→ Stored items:
—————

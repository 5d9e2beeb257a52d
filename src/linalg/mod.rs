//! Dense linear algebra: LU with partial pivoting, determinant, inverse,
//! matrix product and LU-based solves.
//!
//! LU is the dependency root: [`det`], [`inverse`] and [`solve`] all factor
//! through [`lu::lu`] and never touch the caller's buffer.

pub mod det;
pub mod inverse;
pub mod lu;
pub mod matmul;
pub mod solve;

pub use det::determinant;
pub use inverse::{inverse, inverse_with};
pub use lu::{lu, FactorFlags, LuFactor};
pub use matmul::{matmul, matmul_with};
pub use solve::{left_divide, right_divide, solve, solve_matrix};
//! Conversions between numkern's row-major matrices and `faer` matrices.
//!
//! The kernel stores everything row-major in flat buffers, while `faer::Mat`
//! owns its own (column-major) storage. These conversions copy element by
//! element through `(i, j)` indexing, so layout differences never leak out.
//! They let kernel results feed into faer-based solvers, and let tests and
//! benchmarks cross-check the kernel against faer's factorizations.
//!
//! # References
//! - [faer crate documentation](https://docs.rs/faer)

use faer::{Mat, MatRef};
use num_traits::Float;

use crate::matrix::{DenseMat, MatView};

impl<T: Float> MatView<'_, T> {
    /// Copy into a freshly allocated `faer::Mat`.
    pub fn to_faer(&self) -> Mat<T> {
        Mat::from_fn(self.rows(), self.cols(), |i, j| self.get(i, j))
    }
}

impl<T: Float> DenseMat<T> {
    /// Copy into a freshly allocated `faer::Mat`.
    pub fn to_faer(&self) -> Mat<T> {
        self.view().to_faer()
    }

    /// Copy a faer matrix (any layout) into row-major storage.
    pub fn from_faer(m: MatRef<'_, T>) -> Self {
        let (rows, cols) = (m.nrows(), m.ncols());
        let mut out = DenseMat::zeros(rows, cols);
        for i in 0..rows {
            for j in 0..cols {
                out[(i, j)] = m[(i, j)];
            }
        }
        out
    }
}
//! Configuration types resolved once at the call boundary.

pub mod options;
pub use options::{Dim, LinalgOptions, Normalization, SingularPolicy, StatsOptions};
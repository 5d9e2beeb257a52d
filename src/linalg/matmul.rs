//! Dense matrix product `C = A · B`.
//!
//! Each output row is accumulated in i-k-j order: row `i` of `C` starts at
//! zero and receives `A[i][k] · B[k][:]` for ascending `k`. Every entry
//! therefore sums its products in the same order as the textbook triple
//! loop, while the inner loop streams over contiguous rows of `B`.
//!
//! With the `rayon` feature, rows are distributed over the thread pool once
//! the multiply-add count reaches `LinalgOptions::parallel_threshold`. Rows
//! are independent, so the parallel result is bit-identical to the serial one.

use num_traits::Float;

use crate::config::LinalgOptions;
use crate::error::{KError, KResult};
use crate::matrix::{DenseMat, MatView};
use crate::parallel;

/// `A · B` with default options.
pub fn matmul<T>(a: MatView<'_, T>, b: MatView<'_, T>) -> KResult<DenseMat<T>>
where
    T: Float + Send + Sync,
{
    matmul_with(a, b, &LinalgOptions::default())
}

pub fn matmul_with<T>(a: MatView<'_, T>, b: MatView<'_, T>, opts: &LinalgOptions) -> KResult<DenseMat<T>>
where
    T: Float + Send + Sync,
{
    if a.cols() != b.rows() {
        return Err(KError::ShapeMismatch(format!(
            "cannot multiply {}x{} by {}x{}: inner dimensions differ",
            a.rows(),
            a.cols(),
            b.rows(),
            b.cols()
        )));
    }
    let (m, n) = (a.rows(), b.cols());
    let mut out = vec![T::zero(); m * n];
    if n == 0 {
        return Ok(DenseMat::from_parts(m, n, out));
    }

    let work = m * a.cols() * n;
    if parallel::should_parallelize(work, opts) {
        #[cfg(feature = "rayon")]
        {
            use rayon::prelude::*;
            log::debug!("matmul: {m}x{}x{n} on {} threads", a.cols(), rayon::current_num_threads());
            out.par_chunks_mut(n)
                .enumerate()
                .for_each(|(i, row)| accumulate_row(a, b, i, row));
            return Ok(DenseMat::from_parts(m, n, out));
        }
    }

    for (i, row) in out.chunks_mut(n).enumerate() {
        accumulate_row(a, b, i, row);
    }
    Ok(DenseMat::from_parts(m, n, out))
}

#[inline]
fn accumulate_row<T: Float>(a: MatView<'_, T>, b: MatView<'_, T>, i: usize, out: &mut [T]) {
    for (k, &aik) in a.row(i).iter().enumerate() {
        for (o, &bkj) in out.iter_mut().zip(b.row(k)) {
            *o = *o + aik * bkj;
        }
    }
}

#[cfg(test)]
mod tests {
    use super::*;

    #[test]
    fn two_by_two() {
        let a = [1.0, 2.0, 3.0, 4.0];
        let b = [5.0, 6.0, 7.0, 8.0];
        let c = matmul(MatView::new(&a, 2, 2).unwrap(), MatView::new(&b, 2, 2).unwrap()).unwrap();
        assert_eq!(c.as_slice(), &[19.0, 22.0, 43.0, 50.0]);
    }

    #[test]
    fn rectangular_shapes() {
        // (2x3)(3x1)
        let a = [1.0, 2.0, 3.0, 4.0, 5.0, 6.0];
        let b = [1.0, 0.0, -1.0];
        let c = matmul(MatView::new(&a, 2, 3).unwrap(), MatView::new(&b, 3, 1).unwrap()).unwrap();
        assert_eq!((c.rows(), c.cols()), (2, 1));
        assert_eq!(c.as_slice(), &[-2.0, -2.0]);
    }

    #[test]
    fn inner_dimension_mismatch() {
        let a = [1.0, 2.0, 3.0, 4.0];
        let b = [1.0, 2.0, 3.0];
        let r = matmul(MatView::new(&a, 2, 2).unwrap(), MatView::new(&b, 3, 1).unwrap());
        assert!(matches!(r, Err(KError::ShapeMismatch(_))));
    }

    #[test]
    fn parallel_path_is_bit_identical() {
        let n = 12;
        let a: Vec<f64> = (0..n * n).map(|i| (i as f64 * 0.37).sin()).collect();
        let b: Vec<f64> = (0..n * n).map(|i| (i as f64 * 0.11).cos()).collect();
        let av = MatView::new(&a, n, n).unwrap();
        let bv = MatView::new(&b, n, n).unwrap();
        let serial = matmul_with(av, bv, &LinalgOptions::default().with_parallel_threshold(usize::MAX)).unwrap();
        let par = matmul_with(av, bv, &LinalgOptions::default().with_parallel_threshold(1)).unwrap();
        assert_eq!(serial, par);
    }
}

—————

→ WORK INSTRUCTIONS:
Only one stretch of the records above is wanted: the lines between the one holding "out[(i, j)] = m[(i, j)];" and the one holding "out.par_chunks_mut(n)", inclusive, reproduced exactly.

→ RESPONSE AREA:
                out[(i, j)] = m[(i, j)];
            }
        }
        out
    }
}
//! Configuration types resolved once at the call boundary.

pub mod options;
pub use options::{Dim, LinalgOptions, Normalization, SingularPolicy, StatsOptions};
repository 5d9e2beeb257a52d
filename src/linalg/matmul.rs
//! Dense matrix product `C = A · B`.
//!
//! Each output row is accumulated in i-k-j order: row `i` of `C` starts at
//! zero and receives `A[i][k] · B[k][:]` for ascending `k`. Every entry
//! therefore sums its products in the same order as the textbook triple
//! loop, while the inner loop streams over contiguous rows of `B`.
//!
//! With the `rayon` feature, rows are distributed over the thread pool once
//! the multiply-add count reaches `LinalgOptions::parallel_threshold`. Rows
//! are independent, so the parallel result is bit-identical to the serial one.

use num_traits::Float;

use crate::config::LinalgOptions;
use crate::error::{KError, KResult};
use crate::matrix::{DenseMat, MatView};
use crate::parallel;

/// `A · B` with default options.
pub fn matmul<T>(a: MatView<'_, T>, b: MatView<'_, T>) -> KResult<DenseMat<T>>
where
    T: Float + Send + Sync,
{
    matmul_with(a, b, &LinalgOptions::default())
}

pub fn matmul_with<T>(a: MatView<'_, T>, b: MatView<'_, T>, opts: &LinalgOptions) -> KResult<DenseMat<T>>
where
    T: Float + Send + Sync,
{
    if a.cols() != b.rows() {
        return Err(KError::ShapeMismatch(format!(
            "cannot multiply {}x{} by {}x{}: inner dimensions differ",
            a.rows(),
            a.cols(),
            b.rows(),
            b.cols()
        )));
    }
    let (m, n) = (a.rows(), b.cols());
    let mut out = vec![T::zero(); m * n];
    if n == 0 {
        return Ok(DenseMat::from_parts(m, n, out));
    }

    let work = m * a.cols() * n;
    if parallel::should_parallelize(work, opts) {
        #[cfg(feature = "rayon")]
        {
            use rayon::prelude::*;
            log::debug!("matmul: {m}x{}x{n} on {} threads", a.cols(), rayon::current_num_threads());
            out.par_chunks_mut(n)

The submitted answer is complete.